The words left the Securities Commission in no doubt that Mr Hoggard had broken the rules.
He had bought $635,000 worth of shares in the Fletcher Challenge's four letter stocks ahead of the company announcing that it was restructuring and had recorded its best first-half earnings result since FCL's share split in 1996.
The restructuring - dismantling the letter stock structure - was finalised by directors at a board meeting on December 14, 1999.
The next day at 2 pm, Mr Hoggard, whose fortune is estimated at $100 million, rang his broker at JB Were to give an order for 390,000 FCL shares. He advised the company by facsimile of the transaction the same day.
At this point, he clearly had important information not available to the sellers.
During the taped conversation with the broker, Mr Hoggard confirmed there had been a board meeting, that no public statement had yet been released but one would be.
In his own words: "But hold your breath, it will." (It is standard practice for sharebrokers to tape calls with clients to protect parties in case disputes arise.)
Based on the conversation - of which only fragments have been released - the Securities Commission surmised that JB Were would have learned that a news release was pending, making it an insider as well.
JB Were managing director Clark Perkins contends that the firm did not believe it had inside information, thinking Mr Hoggard's words were a "throwaway line."
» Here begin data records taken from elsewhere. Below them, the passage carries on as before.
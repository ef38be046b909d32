//! High-level async VNC client library.
//!
//! This crate provides a complete, production-ready VNC client implementation
//! built on top of the low-level `rfb-protocol` and `rfb-encodings` crates.
//! It handles connection management, framebuffer updates, encoding/decoding,
//! error recovery, and reconnection logic.
//!
//! # Features
//!
//! - **Async I/O**: Built on tokio for efficient event-driven networking
//! - **Multiple security types**: None, VNC password, TLS encryption
//! - **All standard encodings**: Raw, CopyRect, RRE, Hextile, Tight, ZRLE
//! - **Automatic reconnection**: Configurable retry policies with exponential backoff
//! - **Configuration management**: TOML files and environment variables
//! - **Fail-fast policy**: Clear error messages, no defensive fallbacks
//! - **Type-safe API**: Strongly-typed messages and events
//!
//! # Quick Start
//!
//! ```no_run
//! use rfb_client::{Config, ClientBuilder, ServerEvent};
//! use anyhow::Result;
//!
//! #[tokio::main]
//! async fn main() -> Result<()> {
//!     // Create configuration
//!     let config = Config::builder()
//!         .host("localhost")
//!         .port(5900)
//!         .build()?;
//!
//!     // Build and connect client
//!     let client = ClientBuilder::new(config).build().await?;
//!     let handle = client.handle();
//!
//!     // Process server events
//!     while let Ok(event) = handle.events().recv_async().await {
//!         match event {
//!             ServerEvent::Connected { width, height, .. } => {
//!                 println!("Connected: {}x{}", width, height);
//!             }
//!             ServerEvent::FramebufferUpdated { .. } => {
//!                 // Framebuffer has been updated
//!             }
//!             _ => {}
//!         }
//!     }
//!
//!     Ok(())
//! }
//! ```
//!
//! # Architecture
//!
//! The client uses a task-based architecture:
//!
//! - **Read loop**: Receives server messages, decodes framebuffer updates, emits events
//! - **Write loop**: Sends client commands (pointer, keyboard, etc.)
//! - **Main task**: Coordinates connection lifecycle and reconnection
//!
//! Communication between tasks and the application uses bounded channels for
//! backpressure handling.
//!
//! # Error Handling
//!
//! This crate follows a **fail-fast policy**: when errors occur, they are reported
//! immediately with clear, actionable messages. There are no defensive fallbacks
//! or silent failures.
//!
//! Errors are categorized as either:
//! - **Fatal**: Authentication failures, configuration errors, unsupported features
//! - **Retryable**: Network errors, timeouts (when reconnection is enabled)
//!
//! # Safety
//!
//! This crate is `#![forbid(unsafe_code)]` and uses only safe Rust.

#![forbid(unsafe_code)]
#![deny(
    missing_docs,
    clippy::all,
    clippy::pedantic,
    clippy::cargo
)]
#![allow(clippy::module_name_repetitions)]
#![allow(clippy::missing_errors_doc)] // TODO: Remove once docs are complete

// Public modules
pub mod bandwidth;
pub mod config;
pub mod errors;
pub mod messages;
pub mod transport;

// Private implementation modules
mod connection;
mod event_loop;
mod framebuffer;
mod protocol;
mod protocol_trace;

// Re-exports
pub use bandwidth::{BandwidthGovernor, BandwidthTier};
pub use config::Config;
pub use errors::RfbClientError;
pub use framebuffer::Framebuffer;
pub use messages::{ClientCommand, ServerEvent};
pub use transport::TlsConfig;

use std::sync::Arc;
use tokio::task::JoinHandle;

/// Type alias for a thread-safe handle to the framebuffer.
///
/// The framebuffer is shared between the event loop (which updates it) and
/// the application (which reads from it for rendering).
pub type FramebufferHandle = Arc<tokio::sync::Mutex<framebuffer::Framebuffer>>;

/// Builder for creating a VNC client.
///
/// # Examples
///
/// ```no_run
/// use rfb_client::{Config, ClientBuilder};
/// # use anyhow::Result;
///
/// # async fn example() -> Result<()> {
/// let config = Config::builder()
///     .host("localhost")
///     .port(5900)
///     .build()?;
///
/// let client = ClientBuilder::new(config).build().await?;
/// # Ok(())
/// # }
/// ```
pub struct ClientBuilder {
    config: Config,
}

impl ClientBuilder {
    /// Creates a new client builder with the given configuration.
    #[must_use]
    pub fn new(config: Config) -> Self {
        Self { config }
    }

    /// Builds and connects the client.
    ///
    /// This performs the initial connection and RFB handshake. If successful,
    /// it spawns the event loop tasks and returns a `Client` handle.
    ///
    /// # Errors
    ///
    /// Returns an error if:
    /// - The configuration is invalid
    /// - Connection to the server fails
    /// - The RFB handshake fails
    /// - Authentication fails
    pub async fn build(self) -> Result<Client, RfbClientError> {
        // Validate configuration
        self.config.validate()?;

        // Create channels for communication
        let (cmd_tx, cmd_rx) = flume::bounded(32);
        let (event_tx, event_rx) = flume::bounded(64);

        // Spawn event loop
        let (join_handle, framebuffer) = event_loop::spawn(self.config, cmd_rx, event_tx).await?;

        Ok(Client {
            handle: ClientHandle {
                commands: cmd_tx,
                events: event_rx,
            },
            join_handle,
            framebuffer,
        })
    }
}

/// Handle for interacting with a running VNC client.
///
/// This handle allows sending commands to the server and receiving events.
/// It can be cloned and shared across threads.
#[derive(Clone)]
pub struct ClientHandle {
    commands: flume::Sender<ClientCommand>,
    events: flume::Receiver<ServerEvent>,
}

impl ClientHandle {
    /// Sends a command to the VNC server.
    ///
    /// # Errors
    ///
    /// Returns an error if the client has been shut down.
    pub fn send(&self, cmd: ClientCommand) -> Result<(), RfbClientError> {
        self.commands
            .send(cmd)
            .map_err(|_| RfbClientError::TransportError("client event loop has already shut down".to_string()))
    }

    /// Returns a reference to the event receiver.
    ///
    /// Events can be received using `recv()`, `recv_async()`, `try_recv()`, or
    /// by iterating over the receiver.
    #[must_use]
    pub fn events(&self) -> &flume::Receiver<ServerEvent> {
        &self.events
    }

    /// Closes the connection to the VNC server.
    ///
    /// # Errors
    ///
    /// Returns an error if the client has already been shut down.
    pub fn close(&self) -> Result<(), RfbClientError> {
        self.send(ClientCommand::Close)
    }
}

/// A connected VNC client.
///
/// The client runs event loops in background tasks. Use the `handle()` method
/// to get a handle for sending commands and receiving events.
///
/// The client will automatically shut down when dropped, but you can also
/// explicitly wait for it to finish using `join()`.
pub struct Client {
    handle: ClientHandle,
    join_handle: JoinHandle<()>,
    framebuffer: FramebufferHandle,
}

impl Client {
    /// Returns a handle for interacting with the client.
    ///
    /// The handle can be cloned and used from multiple threads.
    #[must_use]
    pub fn handle(&self) -> ClientHandle {
        self.handle.clone()
    }

    /// Returns a shared handle to the live framebuffer.
    ///
    /// Lock it with `.lock().await` to read pixel data or damage state while
    /// the event loop continues applying server updates in the background.
    #[must_use]
    pub fn framebuffer(&self) -> FramebufferHandle {
        self.framebuffer.clone()
    }

    /// Waits for the client to finish.
    ///
    /// This consumes the client and blocks until all background tasks have
    /// completed.
    ///
    /// # Errors
    ///
    /// Returns an error if the background task panicked.
    pub async fn join(mut self) -> Result<(), RfbClientError> {
        // Take ownership of join_handle without triggering Drop
        let join_handle = std::mem::replace(&mut self.join_handle, tokio::spawn(async {}));
        // Prevent Drop from running
        std::mem::forget(self);
        join_handle
            .await
            .map_err(|e| RfbClientError::TransportError(format!("client task panicked: {e}")))
    }
}

impl Drop for Client {
    fn drop(&mut self) {
        // Signal shutdown by closing the command channel
        drop(self.handle.commands.clone());
    }
}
Clearly the commission did not think so. Mr Hoggard's conversation with JB Were also makes it difficult to credit his later comments that he was caught out by a delay in making the announcement. He also confirmed to the Herald that night that an announcement would be made the following day. Indeed, the restructuring details hit the market the next day. Four days later, FCL told Mr Hoggard it was concerned that the share purchases breached its insider trading prohibitions, outlined in its securities trading code of conduct for directors and employees.
These guidelines state directors should not deal in shares several months before a profit announcement or before important announcements.
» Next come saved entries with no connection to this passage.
//! Raw (type 0) - uncompressed pixels, server pixel format, row-major order.
//!
//! No framing beyond the rectangle header: the body is exactly
//! `width * height * bytes_per_pixel` bytes. Slowest on the wire, cheapest to
//! decode; servers fall back to it when nothing smarter is negotiated.

use crate::{Decoder, MutablePixelBuffer, PixelFormat, Rectangle, RfbInStream, ENCODING_RAW};
use anyhow::{Context, Result};
use rfb_common::Rect;
use tokio::io::AsyncRead;

/// Decoder for Raw (type 0).
pub struct RawDecoder;

impl Decoder for RawDecoder {
    fn encoding_type(&self) -> i32 {
        ENCODING_RAW
    }

    async fn decode<R: AsyncRead + Unpin>(
        &self,
        stream: &mut RfbInStream<R>,
        rect: &Rectangle,
        pixel_format: &PixelFormat,
        buffer: &mut dyn MutablePixelBuffer,
    ) -> Result<()> {
        let width = rect.width as usize;
        let height = rect.height as usize;

        if width == 0 || height == 0 {
            return Ok(());
        }

        let bytes_per_pixel = pixel_format.bytes_per_pixel() as usize;
        let total_bytes = width * height * bytes_per_pixel;

        // Read all pixel data from the stream
        let mut pixel_data = vec![0u8; total_bytes];
        stream
            .read_bytes(&mut pixel_data)
            .await
            .context("Failed to read raw pixel data from stream")?;

        // Get the destination rectangle in the buffer
        let dest_rect = Rect::new(
            rect.x as i32,
            rect.y as i32,
            rect.width as u32,
            rect.height as u32,
        );

        // Write pixel data to buffer using image_rect
        // Stride equals width since we have tightly packed data
        buffer
            .image_rect(dest_rect, &pixel_data, width)
            .context("Failed to write raw pixel data to buffer")?;

        Ok(())
    }
}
Company authorisation is also required.
Company secretary Gary Key told the commission that Mr Hoggard had said he intended to buy the FCL shares on either December 13 or 15. Mr Key said he advised the chairman not to buy shares until after the announcement, and recorded his warning on a facsimile from Mr Hoggard which detailed the transaction.
Mr Hoggard said he had no recollection of this advice, as he would "undoubtedly have paused" as to the appropriateness of purchasing FCL shares at that time.
Mr Hoggard told the commission he bought the shares because he wanted to demonstrate to the board and senior FCL management just how committed he was to the company changes.
The public was not to find out about the affair until December 23, when Mr Hoggard suddenly resigned after one month as FCL chairman. He had been a director since 1993.
Whether he fell on his own sword or was impaled by the board remains unclear, but his reputation was dented by the scandal.
Act MP Stephen Franks, a commercial lawyer and former Securities Commission member, said that if the FCL board had not been of high integrity it could have let him get off scot free through using the exemption notices under the Securities Act.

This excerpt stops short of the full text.